# Task to complete
In the listing below, find every line with the string "contents" and pull it out.

# Listed records
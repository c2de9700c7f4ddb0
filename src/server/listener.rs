//! Listener handles and the blocking accept/receive loops behind them.

use std::fmt;
use std::io;
use std::net::{IpAddr, Ipv4Addr, Ipv6Addr, SocketAddr, TcpListener, TcpStream, UdpSocket};
use std::sync::atomic::{AtomicBool, Ordering};
use std::sync::Arc;
use std::thread;

use tracing::{debug, error, info_span, warn};
use uuid::Uuid;

use super::handler::RequestHandler;
use super::registry::Supervisor;

/// Largest datagram the companion listener accepts.
const MAX_DATAGRAM: usize = 65_535;

/// Role of a listener within the daemon.
#[derive(Debug, Clone, Copy, PartialEq, Eq)]
pub enum ListenerKind {
    /// TCP server the main thread blocks in.
    Primary,
    /// UDP server on the primary's address and port.
    Companion,
    /// Optional TCP server with a configuration-selected handler.
    Auxiliary,
}

impl ListenerKind {
    fn is_datagram(self) -> bool {
        matches!(self, ListenerKind::Companion)
    }
}

impl fmt::Display for ListenerKind {
    fn fmt(&self, f: &mut fmt::Formatter<'_>) -> fmt::Result {
        match self {
            ListenerKind::Primary => write!(f, "primary"),
            ListenerKind::Companion => write!(f, "companion"),
            ListenerKind::Auxiliary => write!(f, "auxiliary"),
        }
    }
}

/// State shared between a handle and the loop serving its socket.
#[derive(Debug)]
pub struct ListenerState {
    kind: ListenerKind,
    local_addr: SocketAddr,
    closed: AtomicBool,
}

impl ListenerState {
    pub fn new(kind: ListenerKind, local_addr: SocketAddr) -> Arc<Self> {
        Arc::new(Self {
            kind,
            local_addr,
            closed: AtomicBool::new(false),
        })
    }

    pub fn kind(&self) -> ListenerKind {
        self.kind
    }

    pub fn local_addr(&self) -> SocketAddr {
        self.local_addr
    }

    pub fn is_closed(&self) -> bool {
        self.closed.load(Ordering::SeqCst)
    }

    /// Mark the listener closed and unblock its loop.
    ///
    /// Returns `false` when the listener was already closed, in which case
    /// nothing is done.
    pub fn shutdown(&self) -> bool {
        if self.closed.swap(true, Ordering::SeqCst) {
            return false;
        }
        debug!(kind = %self.kind, address = %self.local_addr, "listener shutting down");
        self.wake();
        true
    }

    /// Unblock the accept/receive call so the loop re-checks its stop condition.
    pub fn wake(&self) {
        let target = wake_addr(self.local_addr);
        let result = if self.kind.is_datagram() {
            let any: SocketAddr = match target {
                SocketAddr::V4(_) => (Ipv4Addr::UNSPECIFIED, 0).into(),
                SocketAddr::V6(_) => (Ipv6Addr::UNSPECIFIED, 0).into(),
            };
            UdpSocket::bind(any).and_then(|s| s.send_to(&[], target).map(|_| ()))
        } else {
            TcpStream::connect(target).map(|_| ())
        };
        if let Err(e) = result {
            // Expected once the socket itself is gone.
            debug!(kind = %self.kind, error = %e, "listener wakeup failed");
        }
    }
}

/// Loopback stands in for a wildcard bind address.
fn wake_addr(addr: SocketAddr) -> SocketAddr {
    let ip = match addr.ip() {
        IpAddr::V4(ip) if ip.is_unspecified() => IpAddr::V4(Ipv4Addr::LOCALHOST),
        IpAddr::V6(ip) if ip.is_unspecified() => IpAddr::V6(Ipv6Addr::LOCALHOST),
        ip => ip,
    };
    SocketAddr::new(ip, addr.port())
}

/// A running listener as tracked by the [`Supervisor`].
///
/// Serving threads are detached; the handle only owns the stop switch.
#[derive(Debug)]
pub struct ListenerHandle {
    name: String,
    state: Arc<ListenerState>,
}

impl ListenerHandle {
    pub fn new(name: impl Into<String>, state: Arc<ListenerState>) -> Self {
        Self {
            name: name.into(),
            state,
        }
    }

    pub fn name(&self) -> &str {
        &self.name
    }

    pub fn kind(&self) -> ListenerKind {
        self.state.kind()
    }

    pub fn local_addr(&self) -> SocketAddr {
        self.state.local_addr()
    }

    pub fn shutdown(&self) -> bool {
        self.state.shutdown()
    }

    pub fn wake(&self) {
        self.state.wake();
    }
}

/// Accept connections until the listener is closed or the supervisor cancelled.
///
/// Each connection is served on its own thread.
pub fn serve_stream(
    listener: &TcpListener,
    state: &ListenerState,
    handler: &Arc<dyn RequestHandler>,
    supervisor: &Supervisor,
) {
    let stopped = || state.is_closed() || supervisor.is_cancelled();

    for incoming in listener.incoming() {
        if stopped() {
            break;
        }
        let stream = match incoming {
            Ok(stream) => stream,
            Err(e) => {
                warn!(kind = %state.kind(), error = %e, "accept failed");
                continue;
            }
        };
        let peer = match stream.peer_addr() {
            Ok(peer) => peer,
            Err(e) => {
                warn!(kind = %state.kind(), error = %e, "dropping connection without peer address");
                continue;
            }
        };

        let conn_id = Uuid::new_v4();
        let handler = Arc::clone(handler);
        let kind = state.kind();
        let spawned = thread::Builder::new()
            .name(format!("conn-{}", conn_id.simple()))
            .spawn(move || {
                let span = info_span!("connection", id = %conn_id, %peer, listener = %kind);
                let _enter = span.enter();
                if let Err(e) = handler.handle_stream(stream, peer) {
                    warn!(handler = handler.name(), error = %e, "request handler failed");
                }
            });
        if let Err(e) = spawned {
            error!(%peer, error = %e, "failed to spawn connection thread");
        }
    }

    debug!(kind = %state.kind(), address = %state.local_addr(), "accept loop finished");
}

/// Receive datagrams until the listener is closed or the supervisor cancelled.
pub fn serve_datagrams(
    socket: &UdpSocket,
    state: &ListenerState,
    handler: &Arc<dyn RequestHandler>,
    supervisor: &Supervisor,
) {
    let stopped = || state.is_closed() || supervisor.is_cancelled();
    let mut buf = vec![0u8; MAX_DATAGRAM];

    loop {
        match socket.recv_from(&mut buf) {
            Ok((len, peer)) => {
                if stopped() {
                    break;
                }
                if let Err(e) = handler.handle_datagram(&buf[..len], peer, socket) {
                    warn!(handler = handler.name(), %peer, error = %e, "datagram handler failed");
                }
            }
            Err(e) => {
                if stopped() {
                    break;
                }
                warn!(kind = %state.kind(), error = %e, "receive failed");
            }
        }
    }

    debug!(kind = %state.kind(), address = %state.local_addr(), "receive loop finished");
}

/// Bind a TCP listener, trying every address `host` resolves to.
pub fn bind_stream(host: &str, port: u16) -> io::Result<TcpListener> {
    TcpListener::bind((host, port))
}

#[cfg(test)]
mod tests {
    use super::*;

    #[test]
    fn test_wake_addr_maps_wildcards_to_loopback() {
        let v4: SocketAddr = "0.0.0.0:4038".parse().unwrap();
        assert_eq!(wake_addr(v4), "127.0.0.1:4038".parse().unwrap());
        let v6: SocketAddr = "[::]:4038".parse().unwrap();
        assert_eq!(wake_addr(v6), "[::1]:4038".parse().unwrap());
        let fixed: SocketAddr = "10.0.0.1:1".parse().unwrap();
        assert_eq!(wake_addr(fixed), fixed);
    }

    #[test]
    fn test_shutdown_is_effective_once() {
        let listener = TcpListener::bind("127.0.0.1:0").unwrap();
        let state = ListenerState::new(ListenerKind::Auxiliary, listener.local_addr().unwrap());
        assert!(state.shutdown());
        assert!(!state.shutdown());
        assert!(state.is_closed());
    }

    #[test]
    fn test_shutdown_after_socket_closed_is_harmless() {
        let socket = UdpSocket::bind("127.0.0.1:0").unwrap();
        let state = ListenerState::new(ListenerKind::Companion, socket.local_addr().unwrap());
        drop(socket);
        assert!(state.shutdown());
    }

    #[test]
    fn test_kind_display() {
        assert_eq!(ListenerKind::Primary.to_string(), "primary");
        assert_eq!(ListenerKind::Companion.to_string(), "companion");
        assert_eq!(ListenerKind::Auxiliary.to_string(), "auxiliary");
    }
}
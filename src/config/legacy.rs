//! Migration of deprecated config sections into `[core-daemon]`.
//!
//! Older installs wrote their settings under `[cored.py]` or `[cored]`. Those
//! entries are copied into the canonical section, with the old program name
//! in the pidfile/logfile basename replaced by the new one.

use std::path::Path;

use super::CANONICAL_SECTION;

/// A deprecated section name and the program name embedded in its paths.
#[derive(Debug, Clone, Copy, PartialEq, Eq)]
pub struct LegacySection {
    pub section: &'static str,
    pub program: &'static str,
}

/// Legacy sections in the order they are applied.
pub const LEGACY_SECTIONS: &[LegacySection] = &[
    LegacySection {
        section: "cored.py",
        program: "coredpy",
    },
    LegacySection {
        section: "cored",
        program: "cored",
    },
];

/// Keys whose basenames carry the program name.
const PATH_KEYS: &[&str] = &["pidfile", "logfile"];

/// Map a legacy section's entries onto canonical entries.
pub fn migrate<'a>(
    legacy: &LegacySection,
    entries: impl IntoIterator<Item = (&'a str, &'a str)>,
) -> Vec<(String, String)> {
    entries
        .into_iter()
        .map(|(key, value)| {
            let value = if PATH_KEYS.contains(&key) {
                rename_basename(value, legacy.program)
            } else {
                value.to_string()
            };
            (key.to_string(), value)
        })
        .collect()
}

/// Replace `program` with the canonical name in the basename of `path`,
/// leaving the directory untouched.
fn rename_basename(path: &str, program: &str) -> String {
    let p = Path::new(path);
    let Some(name) = p.file_name().and_then(|n| n.to_str()) else {
        return path.to_string();
    };
    let renamed = name.replace(program, CANONICAL_SECTION);
    match p.parent() {
        Some(dir) if !dir.as_os_str().is_empty() => dir.join(renamed).to_string_lossy().into_owned(),
        _ => renamed,
    }
}
//! Daemon configuration: defaults, `core.conf`, and command-line overrides.
//!
//! The merged result is a flat string mapping. Typed accessors parse values on
//! demand and fall back to the built-in default (with a warning) when a value
//! cannot be parsed.
//!
//! CHANGELOG:
//! - 10/16/2026 - Legacy section migration, typed accessors
//! - 10/14/2026 - Initial implementation

pub mod ini;
pub mod legacy;
pub mod loader;

use std::collections::BTreeMap;
use std::io;
use std::path::PathBuf;

use thiserror::Error;

pub use loader::{load, CliOverrides, LoadedConfig};

/// Name of the canonical config section (and of the daemon itself).
pub const CANONICAL_SECTION: &str = "core-daemon";

/// Config file read when `-f` is not given.
pub const DEFAULT_CONFIG_PATH: &str = "/etc/core/core.conf";

/// Default control port of the CORE API.
pub const DEFAULT_PORT: u16 = 4038;

/// Built-in defaults. Every recognized option appears here.
pub const DEFAULTS: &[(&str, &str)] = &[
    ("port", "4038"),
    ("listenaddr", "localhost"),
    ("pidfile", "/var/run/core-daemon.pid"),
    ("logfile", "/var/log/core-daemon.log"),
    ("xmlfilever", "1.0"),
    ("numthreads", "1"),
    ("verbose", "False"),
    ("daemonize", "False"),
    ("debug", "False"),
    ("execfile", ""),
    ("aux_request_handler", ""),
];

/// Errors in interpreting configuration values.
#[derive(Error, Debug, PartialEq, Eq)]
pub enum ConfigError {
    #[error("invalid value {value:?} for option `{key}`: {reason}")]
    InvalidValue {
        key: String,
        value: String,
        reason: String,
    },

    #[error("aux_request_handler {0:?} must look like `<handler>:<port>`")]
    BadAuxSpec(String),
}

/// Merged configuration mapping.
#[derive(Debug, Clone, PartialEq, Eq)]
pub struct Config {
    values: BTreeMap<String, String>,
}

impl Default for Config {
    fn default() -> Self {
        Self {
            values: DEFAULTS
                .iter()
                .map(|(k, v)| (k.to_string(), v.to_string()))
                .collect(),
        }
    }
}

impl Config {
    /// Raw string value of an option.
    pub fn get(&self, key: &str) -> Option<&str> {
        self.values.get(key).map(String::as_str)
    }

    /// Overwrite (or add) an option.
    pub fn set(&mut self, key: impl Into<String>, value: impl Into<String>) {
        self.values.insert(key.into(), value.into());
    }

    /// Value of an option that may be unset (empty string counts as unset).
    pub fn optional(&self, key: &str) -> Option<&str> {
        self.get(key).map(str::trim).filter(|v| !v.is_empty())
    }

    /// Listen address; an empty value means `localhost`.
    pub fn listen_addr(&self) -> &str {
        self.optional("listenaddr").unwrap_or("localhost")
    }

    pub fn port(&self) -> u16 {
        self.parsed_or_default("port", DEFAULT_PORT)
    }

    pub fn num_threads(&self) -> usize {
        self.parsed_or_default("numthreads", 1)
    }

    pub fn xml_file_version(&self) -> &str {
        self.optional("xmlfilever").unwrap_or("1.0")
    }

    pub fn pidfile(&self) -> PathBuf {
        self.path_or_default("pidfile")
    }

    pub fn logfile(&self) -> PathBuf {
        self.path_or_default("logfile")
    }

    /// Pin `pidfile` and `logfile` to absolute paths.
    ///
    /// Detaching changes the working directory to `/`; relative paths must be
    /// resolved against the directory the daemon was started from first.
    pub fn resolve_paths(&mut self) -> io::Result<()> {
        for key in ["pidfile", "logfile"] {
            let path = std::path::absolute(self.path_or_default(key))?;
            self.set(key, path.to_string_lossy().into_owned());
        }
        Ok(())
    }

    /// Session file to hand to a running daemon, if any.
    pub fn execfile(&self) -> Option<PathBuf> {
        self.optional("execfile").map(expand_path)
    }

    pub fn daemonize(&self) -> bool {
        self.flag("daemonize")
    }

    pub fn verbose(&self) -> bool {
        self.flag("verbose")
    }

    pub fn debug(&self) -> bool {
        self.flag("debug")
    }

    /// Boolean option. Unparseable values are treated as `false`.
    pub fn flag(&self, key: &str) -> bool {
        self.try_flag(key).unwrap_or_else(|e| {
            tracing::warn!(error = %e, "using default for option");
            false
        })
    }

    /// Boolean option without the fallback; an unset option is `false`.
    pub fn try_flag(&self, key: &str) -> Result<bool, ConfigError> {
        match self.get(key) {
            Some(raw) => parse_bool(raw).map_err(|_| ConfigError::InvalidValue {
                key: key.to_string(),
                value: raw.to_string(),
                reason: "expected true/false, yes/no, on/off or 1/0".to_string(),
            }),
            None => Ok(false),
        }
    }

    /// Parsed auxiliary handler spec, if configured.
    pub fn aux_handler(&self) -> Result<Option<AuxHandlerSpec>, ConfigError> {
        self.optional("aux_request_handler")
            .map(AuxHandlerSpec::parse)
            .transpose()
    }

    fn parsed_or_default<T: std::str::FromStr>(&self, key: &str, default: T) -> T
    where
        T::Err: std::fmt::Display,
    {
        let Some(raw) = self.optional(key) else {
            return default;
        };
        match raw.parse() {
            Ok(value) => value,
            Err(e) => {
                let err = ConfigError::InvalidValue {
                    key: key.to_string(),
                    value: raw.to_string(),
                    reason: e.to_string(),
                };
                tracing::warn!(error = %err, "using default for option");
                default
            }
        }
    }

    fn path_or_default(&self, key: &str) -> PathBuf {
        let default = DEFAULTS
            .iter()
            .find(|(k, _)| *k == key)
            .map(|(_, v)| *v)
            .unwrap_or_default();
        expand_path(self.optional(key).unwrap_or(default))
    }
}

/// `<handler key>:<port>` from `aux_request_handler`.
#[derive(Debug, Clone, PartialEq, Eq)]
pub struct AuxHandlerSpec {
    pub handler: String,
    pub port: u16,
}

impl AuxHandlerSpec {
    /// Split at the last colon; the handler key itself may contain dots.
    pub fn parse(raw: &str) -> Result<Self, ConfigError> {
        let (handler, port) = raw
            .rsplit_once(':')
            .ok_or_else(|| ConfigError::BadAuxSpec(raw.to_string()))?;
        let handler = handler.trim();
        if handler.is_empty() {
            return Err(ConfigError::BadAuxSpec(raw.to_string()));
        }
        let port = port
            .trim()
            .parse()
            .map_err(|_| ConfigError::BadAuxSpec(raw.to_string()))?;
        Ok(Self {
            handler: handler.to_string(),
            port,
        })
    }
}

/// ConfigParser-style boolean.
pub fn parse_bool(raw: &str) -> Result<bool, ConfigError> {
    match raw.trim().to_ascii_lowercase().as_str() {
        "1" | "yes" | "true" | "on" => Ok(true),
        "0" | "no" | "false" | "off" | "" => Ok(false),
        other => Err(ConfigError::InvalidValue {
            key: "boolean".to_string(),
            value: other.to_string(),
            reason: "expected true/false, yes/no, on/off or 1/0".to_string(),
        }),
    }
}

/// Expand a leading `~` in a configured path.
pub fn expand_path(raw: &str) -> PathBuf {
    PathBuf::from(shellexpand::tilde(raw).into_owned())
}
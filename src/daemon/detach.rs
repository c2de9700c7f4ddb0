//! Detaching from the terminal: double fork, pidfile, stdio redirection.
//!
//! Must run before any thread or listener is started, since only the calling
//! thread survives the fork.

use std::fs::{File, OpenOptions};
use std::io;
use std::os::fd::{AsRawFd, RawFd};
use std::os::unix::fs::OpenOptionsExt;
use std::path::{Path, PathBuf};

use daemonize::Daemonize;
use thiserror::Error;
use tracing::debug;

use crate::config::Config;

/// Highest descriptor considered when closing inherited descriptors.
pub const DEFAULT_MAX_FD: RawFd = 1024;

/// Mode for newly created log files.
pub const DEFAULT_LOG_MODE: u32 = 0o644;

#[derive(Error, Debug)]
pub enum DaemonError {
    #[error("cannot open log file {path}: {source}")]
    LogFile {
        path: PathBuf,
        #[source]
        source: io::Error,
    },

    #[error("failed to daemonize: {0}")]
    Detach(#[from] daemonize::Error),
}

/// How to detach.
#[derive(Debug, Clone)]
pub struct DaemonOptions {
    pub pidfile: PathBuf,
    /// Receives both stdout and stderr.
    pub logfile: PathBuf,
    pub log_mode: u32,
    pub working_directory: PathBuf,
    pub umask: u32,
    /// Close inherited descriptors `3..max_fd` (except `keep_fds`) before forking.
    pub close_fds: bool,
    pub keep_fds: Vec<RawFd>,
    pub max_fd: RawFd,
}

impl DaemonOptions {
    pub fn from_config(config: &Config) -> Self {
        Self {
            pidfile: config.pidfile(),
            logfile: config.logfile(),
            log_mode: DEFAULT_LOG_MODE,
            working_directory: PathBuf::from("/"),
            umask: 0o022,
            close_fds: false,
            keep_fds: Vec::new(),
            max_fd: DEFAULT_MAX_FD,
        }
    }
}

/// Detach from the controlling terminal.
///
/// The parent process exits inside this call; only the daemon returns.
/// Stdin is redirected to `/dev/null`, stdout and stderr to the log file
/// (sharing one file description), and the daemon's pid is written to the
/// pidfile.
pub fn daemonize(opts: &DaemonOptions) -> Result<(), DaemonError> {
    let stdout = open_log(&opts.logfile, opts.log_mode)?;
    let stderr = stdout.try_clone().map_err(|source| DaemonError::LogFile {
        path: opts.logfile.clone(),
        source,
    })?;

    if opts.close_fds {
        let mut keep = opts.keep_fds.clone();
        keep.extend([stdout.as_raw_fd(), stderr.as_raw_fd()]);
        close_descriptors(3, opts.max_fd, &keep);
    }

    Daemonize::new()
        .pid_file(&opts.pidfile)
        .working_directory(&opts.working_directory)
        .umask(opts.umask)
        .stdout(stdout)
        .stderr(stderr)
        .start()?;

    debug!(pid = std::process::id(), pidfile = %opts.pidfile.display(), "daemonized");
    Ok(())
}

/// Open a log file for appending, creating it with `mode`.
pub fn open_log(path: &Path, mode: u32) -> Result<File, DaemonError> {
    OpenOptions::new()
        .create(true)
        .append(true)
        .mode(mode)
        .open(path)
        .map_err(|source| DaemonError::LogFile {
            path: path.to_path_buf(),
            source,
        })
}

/// Close every descriptor in `from..max` not listed in `keep`.
pub fn close_descriptors(from: RawFd, max: RawFd, keep: &[RawFd]) {
    for fd in from..max {
        if keep.contains(&fd) {
            continue;
        }
        // SAFETY: closing descriptors this process may hold; EBADF is ignored.
        unsafe {
            libc::close(fd);
        }
    }
}

/// Remove the pidfile if it still names this process.
///
/// Returns whether a file was removed.
pub fn remove_pidfile(path: &Path) -> io::Result<bool> {
    let contents = match std::fs::read_to_string(path) {
        Ok(contents) => contents,
        Err(e) if e.kind() == io::ErrorKind::NotFound => return Ok(false),
        Err(e) => return Err(e),
    };
    if contents.trim().parse::<u32>().ok() != Some(std::process::id()) {
        return Ok(false);
    }
    std::fs::remove_file(path)?;
    Ok(true)
}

# Reply to the exercise
    let contents = match std::fs::read_to_string(path) {
        Ok(contents) => contents,
    if contents.trim().parse::<u32>().ok() != Some(std::process::id()) {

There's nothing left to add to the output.